But, amongst all this confusion, the general faith of Christians, drawn from that word, has ever been that, after death, the souls of the faithful live in the world unseen, in rest and joy; the souls of the wicked in remorse and despair; that the former are in Paradise, in the bosom of Abraham, with Christ, in the blessed company of the just made perfect; the latter in the bondage and anguish which are emphatically and only within the gates of hell.

For both alike, this state is intermediate, as between death and the resurrection; and intermediate, as between this life and the consummated happiness or woe of the life which follows the judgment; but not intermediate, as if for either it were between bliss and misery. It was indeed a very ancient custom of the early church to include the blessed dead within the embrace of its general prayers, asking for them no more

than their perpetual peace and glorious resurrection ; and this in token of unbroken communion, not of needed intercession. "Not having any doubt at all," were the words of Charlemagne concerning Pope Adrian, "that his blessed soul is at rest; but that we may show faithfulness and love unto our most dear friend." Such prayers, and even the later prayers of the Roman communion, that the faithful departed "may not be condemned unto the everlasting pains of hell," are, justified by Cardinal Bellarmine, the great defender of that communion, "Not as if it were not certain that they should not be condemned unto those pains, but because it is God's pleasure that we should pray even for those things which we are certain to receive." An idea found in St. Augustin, however, that those who "are saved, yet so as by fire," might endure a kind of purgation in the flames which shall precede the final judgment, grew in the course of ages into the unfounded conception of purgatory. Of that fiction it is only to be wished that it were as harmless as it is baseless.

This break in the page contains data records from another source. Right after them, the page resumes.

//! Extracted document record and identity hashing.

use std::collections::BTreeMap;
use std::path::Path;

use blake3::Hasher;
use chrono::{DateTime, Utc};
use serde::{Deserialize, Serialize};

/// A decoded document, ready for change detection and indexing.
///
/// `id` is the path hash and doubles as the index document id.
#[derive(Debug, Clone, PartialEq, Eq, Serialize, Deserialize)]
#[serde(rename_all = "camelCase")]
pub struct ExtractedDocument {
    pub id: String,
    pub content_hash: String,
    pub original_path: String,
    pub file_name: String,
    pub extension: String,
    pub size_bytes: u64,
    pub created_at: Option<DateTime<Utc>>,
    pub modified_at: Option<DateTime<Utc>>,
    pub metadata: BTreeMap<String, String>,
    pub content: String,
}

impl ExtractedDocument {
    /// Build a document for `path` with the given content and metadata.
    ///
    /// Computes the path hash and content hash; filesystem fields start empty and
    /// can be filled with [`Self::with_file_info`].
    #[must_use]
    pub fn new(path: &Path, content: String, metadata: BTreeMap<String, String>) -> Self {
        let content_hash = content_hash(&content, &metadata);
        Self {
            id: path_hash(path),
            content_hash,
            original_path: path.to_string_lossy().to_string(),
            file_name: path
                .file_name()
                .map(|n| n.to_string_lossy().to_string())
                .unwrap_or_default(),
            extension: path
                .extension()
                .map(|e| e.to_string_lossy().to_lowercase())
                .unwrap_or_default(),
            size_bytes: 0,
            created_at: None,
            modified_at: None,
            metadata,
            content,
        }
    }

    /// Attach size and timestamps from filesystem metadata.
    ///
    /// These fields are not part of the content hash.
    #[must_use]
    pub fn with_file_info(mut self, meta: &std::fs::Metadata) -> Self {
        self.size_bytes = meta.len();
        self.created_at = meta.created().ok().map(DateTime::<Utc>::from);
        self.modified_at = meta.modified().ok().map(DateTime::<Utc>::from);
        self
    }
}

/// Stable identity of a file: blake3 hex digest of its path string.
#[must_use]
pub fn path_hash(path: &Path) -> String {
    blake3::hash(path.to_string_lossy().as_bytes())
        .to_hex()
        .to_string()
}

/// Digest over extracted content and metadata.
///
/// Fields are length-prefixed so distinct (key, value, content) splits never collide.
#[must_use]
pub fn content_hash(content: &str, metadata: &BTreeMap<String, String>) -> String {
    let mut hasher = Hasher::new();
    for (key, value) in metadata {
        update_field(&mut hasher, key);
        update_field(&mut hasher, value);
    }
    update_field(&mut hasher, content);
    hasher.finalize().to_hex().to_string()
}

fn update_field(hasher: &mut Hasher, field: &str) {
    hasher.update(&(field.len() as u64).to_le_bytes());
    hasher.update(field.as_bytes());
}

#[cfg(test)]
mod tests {
    use super::*;

    #[test]
    fn test_path_hash_is_stable() {
        let a = path_hash(Path::new("/share/a.docx"));
        let b = path_hash(Path::new("/share/a.docx"));
        let c = path_hash(Path::new("/share/b.docx"));
        assert_eq!(a, b);
        assert_ne!(a, c);
        assert_eq!(a.len(), 64);
    }

    #[test]
    fn test_content_hash_covers_metadata() {
        let mut meta = BTreeMap::new();
        let plain = content_hash("body", &meta);
        meta.insert("author".to_string(), "kim".to_string());
        let with_author = content_hash("body", &meta);
        assert_ne!(plain, with_author);
        assert_eq!(with_author, content_hash("body", &meta));
    }

    #[test]
    fn test_content_hash_field_boundaries() {
        let mut left = BTreeMap::new();
        left.insert("a".to_string(), "bc".to_string());
        let mut right = BTreeMap::new();
        right.insert("ab".to_string(), "c".to_string());
        assert_ne!(content_hash("", &left), content_hash("", &right));
    }

    #[test]
    fn test_new_fills_identity() {
        let doc = ExtractedDocument::new(
            Path::new("/share/Plan.DOCX"),
            "text".to_string(),
            BTreeMap::new(),
        );
        assert_eq!(doc.id, path_hash(Path::new("/share/Plan.DOCX")));
        assert_eq!(doc.file_name, "Plan.DOCX");
        assert_eq!(doc.extension, "docx");
        assert_eq!(doc.original_path, "/share/Plan.DOCX");
    }

    #[test]
    fn test_serializes_camel_case() {
        let doc = ExtractedDocument::new(Path::new("/a.pdf"), String::new(), BTreeMap::new());
        let json = serde_json::to_value(&doc).unwrap();
        assert!(json.get("contentHash").is_some());
        assert!(json.get("originalPath").is_some());
    }
}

The language of St. Ambrose fitly expresses the general belief of the earliest as well as the latest time concerning each of the pious dead. "Theodosius," he says, "being freed from doubtful fight, doth now enjoy everlasting light, and continual tranquillity; and, for the things which he did in this body, he rejoiceth in the fruits of God's reward; because he loved the Lord his God, he hath obtained the society of His saints."

LX.

Paradise between Death and the
Resurrection.

"The dead are like the stars by day:
Withdrawn from mortal eye,

But not extinct, they hold their way
In glory through the sky.”

MONTGOMERY.

THE abode and the condition of the departed just have indeed been disclosed but by glimpses, through the divine oracles. Still, a few most interesting features, which the longing mind would have imagined, have thus an ample confirmation.

Our thoughts would turn to the pure skies for the destined habitations of pure spirits. One of our race went visibly, without the common form of dissolution, to a glorious rest; and he was borne into the skies. Was he at once admitted into a higher world than saints who die and leave their bodies to the sepulchre? Here, the lines between Paradise and the third heaven" fade away. The Saviour ascended in the body; but those who depart in Him are with Him, though their bodies rest in ten thousand graves. Moses died on Mount Nebo, and was buried in a valley of Moab, by unseen hands of angels; but he came with Elias, to bring together the law, the prophets, the Gos

pel, and the apostles on the mountain of the transfiguration. It would be difficult to avoid believing that either the body of Elias was left behind when he ascended, or that of Moses had been raised and glorified. They came to the summit of a hill, to a spot nearest to the skies, and from the skies they came; the skies, to which Elias had visibly gone; the skies, to which the Lord Jesus afterward ascended; the skies into which Paul was caught up; the skies, from which the Lord. will come again, bringing with Him those who sleep in Jesus. Not in delusion, therefore, nor merely in poetry, do we speak of such as gone upward, as in heaven.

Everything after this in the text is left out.